Creating spaces for Blak women’s healing

A Victoria University (VU) Indigenous-led study has found access to a safe space for traditional Cultural practice can assist in healing from ongoing trauma, dispossession and displacement for Indigenous women.
Wednesday 4 January 2023

A Victoria University (VU) Indigenous-led study has found access to a safe space for traditional Cultural practice can assist in healing from ongoing trauma, dispossession and displacement for Indigenous women.

Building on existing knowledge of the powerful healing impact connecting with culture, Country and kinship can have, researchers from VU’s Moondani Balluk Indigenous Academic Unit, hosted Wayapa and bush-dyeing workshops for a group of Indigenous women in Melbourne’s west.

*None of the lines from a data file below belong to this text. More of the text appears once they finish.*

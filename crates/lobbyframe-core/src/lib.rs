//! Lobbyframe core
//!
//! Client-side state machine for a lobby/session transport. Inbound events
//! (lobby membership, roster changes, chat, file-transfer progress) are folded
//! into a single [`ClientState`]; outbound intents are validated against that
//! state and handed to a [`Transport`] without mutating anything.
//!
//! # Architecture
//!
//! Sans-IO, like the rest of the workspace. The [`EventRouter`] never talks to
//! the network: the caller feeds it `(name, payload)` pairs and reads back an
//! [`Outcome`]. The [`CommandGateway`] never waits for a result: every
//! confirmation arrives later as an event.
//!
//! ```text
//! transport ──events──► EventRouter ──► ClientState ──(&)──► rendering
//!     ▲                                     │
//!     └──── Command ◄── CommandGateway ◄────┘ (&, read-only)
//! ```
//!
//! # Components
//!
//! - [`EventRouter`]: decodes and applies inbound events
//! - [`CommandGateway`]: validates and forwards outbound commands
//! - [`ClientState`]: session, lobby, chat log and transfer registry
//! - [`TransferRegistry`]: per-file transfer state machines
//! - [`Environment`]: clock abstraction for deterministic tests
//!
//! # Invariants
//!
//! - At most one lobby is current. Joining replaces, never merges.
//! - The chat log is empty whenever there is no current lobby.
//! - A transfer's `transferred_bytes` never decreases.
//! - An event either applies completely or not at all.

#![forbid(unsafe_code)]
#![deny(missing_docs)]

mod chat;
mod command;
pub mod config;
pub mod env;
mod error;
mod event;
mod lobby;
mod outcome;
mod router;
mod session;
mod state;
mod transfer;

pub use chat::{ChatLog, ChatMessage};
pub use command::{Command, CommandGateway, Delivery, Privacy, Reliability, Transport};
pub use config::ClientConfig;
pub use env::{Environment, SystemEnv};
pub use error::{CommandError, TransportError};
pub use event::{LeaveReason, LobbyEvent, Progress};
pub use lobby::{Lobby, Member};
pub use lobbyframe_proto::{EventKind, Payload, PayloadError, Value};
pub use outcome::{IgnoreReason, Outcome, StaleRef};
pub use router::EventRouter;
pub use session::{LobbySummary, Session, SessionIdentity, TransportFailure};
pub use state::ClientState;
pub use transfer::{Direction, FileTransfer, TransferRegistry, TransferState};

/// Transport-assigned lobby identifier.
pub type LobbyId = u64;

/// Transport peer identifier of a lobby member.
pub type MemberId = u64;

/// Transport-assigned file identifier.
pub type TransferId = String;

Wayapa Wurrk uses mindfulness, storytelling and movement meditation to foster connectedness and belonging while supporting holistic well-being. Traditional bush-dyeing uses indigenous flora to make healing cloths.

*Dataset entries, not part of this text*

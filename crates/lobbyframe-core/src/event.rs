//! Typed inbound events.
//!
//! [`LobbyEvent::decode`] turns an untyped `(kind, payload)` pair into a typed
//! event, reading every field up front. Decoding either yields a complete
//! event or a [`PayloadError`], so the router never sees half an event.

use std::collections::BTreeMap;

use lobbyframe_proto::{EventKind, Payload, PayloadError, Value};

use crate::{
    Direction, FileTransfer, Lobby, LobbyId, LobbySummary, Member, MemberId, TransferId,
    TransportFailure,
};

/// Why the session left its lobby.
#[derive(Debug, Clone, Copy, PartialEq, Eq)]
pub enum LeaveReason {
    /// We asked to leave.
    UserLeave,
    /// Connection to the lobby was lost.
    Disconnected,
    /// The host removed us.
    Kicked,
}

impl LeaveReason {
    /// Wire name.
    pub const fn name(self) -> &'static str {
        match self {
            Self::UserLeave => "user_leave",
            Self::Disconnected => "disconnected",
            Self::Kicked => "kicked",
        }
    }

    fn from_name(name: &str) -> Option<Self> {
        match name {
            "user_leave" => Some(Self::UserLeave),
            "disconnected" => Some(Self::Disconnected),
            "kicked" => Some(Self::Kicked),
            _ => None,
        }
    }
}

/// Transfer progress as the transport reports it.
#[derive(Debug, Clone, Copy, PartialEq)]
pub enum Progress {
    /// Absolute byte count.
    Bytes(u64),
    /// Percentage in `0.0..=100.0` of the transfer's total size.
    Percent(f64),
}

/// A fully decoded inbound event.
#[derive(Debug, Clone, PartialEq)]
pub enum LobbyEvent {
    /// We joined a lobby. Carries the complete lobby snapshot.
    SelfJoined {
        /// Lobby snapshot, roster and metadata included.
        lobby: Lobby,
        /// Our member id in that lobby.
        self_id: Option<MemberId>,
    },

    /// We left the current lobby.
    SelfLeft {
        /// Why, when the transport says.
        reason: Option<LeaveReason>,
    },

    /// A member joined the current lobby.
    PlayerJoined {
        /// The new member.
        member: Member,
        /// Lobby the event belongs to, when tagged.
        lobby_id: Option<LobbyId>,
    },

    /// A member left the current lobby.
    PlayerLeft {
        /// Departing member.
        member_id: MemberId,
        /// Lobby the event belongs to, when tagged.
        lobby_id: Option<LobbyId>,
    },

    /// Result of a lobby discovery query.
    LobbyList {
        /// Every discoverable lobby.
        lobbies: Vec<LobbySummary>,
    },

    /// Chat line in the current lobby.
    Chat {
        /// Sender, `None` for system messages.
        member: Option<MemberId>,
        /// Message text.
        text: String,
        /// Lobby the event belongs to, when tagged.
        lobby_id: Option<LobbyId>,
    },

    /// Lobby renamed.
    NameChanged {
        /// Lobby renamed.
        lobby_id: LobbyId,
        /// New name.
        name: String,
    },

    /// Lobby capacity changed.
    MaxPlayersChanged {
        /// Lobby changed.
        lobby_id: LobbyId,
        /// New capacity.
        max_players: u32,
    },

    /// Details for a listed lobby.
    InfoFetched {
        /// Listed lobby.
        id: LobbyId,
        /// Display name, if reported.
        name: Option<String>,
        /// Capacity, if reported.
        max_players: Option<u32>,
        /// Occupancy, if reported.
        player_count: Option<u32>,
    },

    /// A lobby we asked for was created.
    Created {
        /// The new lobby.
        summary: LobbySummary,
    },

    /// Lobby metadata key changed.
    LobbyDataChanged {
        /// Lobby changed.
        lobby_id: LobbyId,
        /// Metadata key.
        key: String,
        /// New value, `None` removes the key.
        value: Option<String>,
    },

    /// Member metadata key changed.
    MemberDataChanged {
        /// Member changed.
        member_id: MemberId,
        /// Metadata key.
        key: String,
        /// New value, `None` removes the key.
        value: Option<Value>,
        /// Lobby the event belongs to, when tagged.
        lobby_id: Option<LobbyId>,
    },

    /// Member display name changed.
    MemberNameChanged {
        /// Member changed.
        member_id: MemberId,
        /// New name.
        name: String,
        /// Lobby the event belongs to, when tagged.
        lobby_id: Option<LobbyId>,
    },

    /// A file was shared. Carries a fresh `Requested` transfer.
    FileAdded {
        /// Transfer to track.
        transfer: FileTransfer,
    },

    /// A shared file was withdrawn.
    FileRemoved {
        /// Transfer id.
        id: TransferId,
    },

    /// A member requested one of our files.
    FileRequested {
        /// Transfer id.
        id: TransferId,
        /// File path, if reported.
        path: Option<String>,
        /// Size, if reported.
        total_bytes: Option<u64>,
        /// Requesting member.
        member: Option<MemberId>,
    },

    /// Bytes moved.
    TransferProgress {
        /// Upload (`transfer_send_progress`) or download
        /// (`transfer_receive_progress`).
        direction: Direction,
        /// Transfer id.
        id: TransferId,
        /// Reported progress.
        progress: Progress,
    },

    /// Transfer completed.
    TransferFinished {
        /// Upload or download.
        direction: Direction,
        /// Transfer id.
        id: TransferId,
        /// Download integrity flag.
        valid: Option<bool>,
    },

    /// Transfer aborted.
    TransferCancelled {
        /// Transfer id.
        id: TransferId,
    },

    /// Transport connectivity changed.
    ConnectionChanged {
        /// New state.
        connected: bool,
    },

    /// Data message from another member.
    DataReceived {
        /// Sending member.
        from: MemberId,
        /// Transport service that carried it, when reported.
        service: Option<String>,
        /// Channel it arrived on.
        channel: u32,
        /// Message body.
        data: Payload,
    },

    /// Transport reported a failure.
    Error(TransportFailure),
}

Moondani Balluk Director Karen Jackson said, although the workshops were required to be held online when Melbourne went into lockdown, they had a profound impact on the women who participated.

“Some of the women were part of the Stolen Generation, had an unknown connection to Country or language group identity and were at different stages of their identity journey,” Ms Jackson said.

“And what we saw over the 12 weeks is that not only did the women establish a connection to the local landscape and environment, they also now have this cultural practice which can be shared with children or other family, or when they need it to strengthen the soul.”

Up to 12 women participated in the workshops and the study was published in the American Journal of Community Psychology. It included testimony from some of the women who participated (names withheld):

“…I just get so much warmth from coming into this space…and it’s… it’s an open space and there’s trust, we have trust here.”

“But I just realised, like, it's, it's been my way to heal, by letting myself be vulnerable even though that makes you a target for people sometimes. I think it's more worth it because it helps other people talk and heal, and...I didn't know that before, I've started to learn that now…”

“I think this process and us, um, connecting strong women and, you know, telling stories and of that experience as well, different, uh, also. Similar in the feelings and the emotions that have happened for us. I think that's definitely helped quite a lot.”

The project’s success has resulted in plans to expand the workshops into correctional and playgroup settings.

“We have drawn on First Nation’s needs, aspirations and knowledge systems, and shown with community-engaged and participatory research, we can have a real-world impact with and in communities,” Ms Jackson said.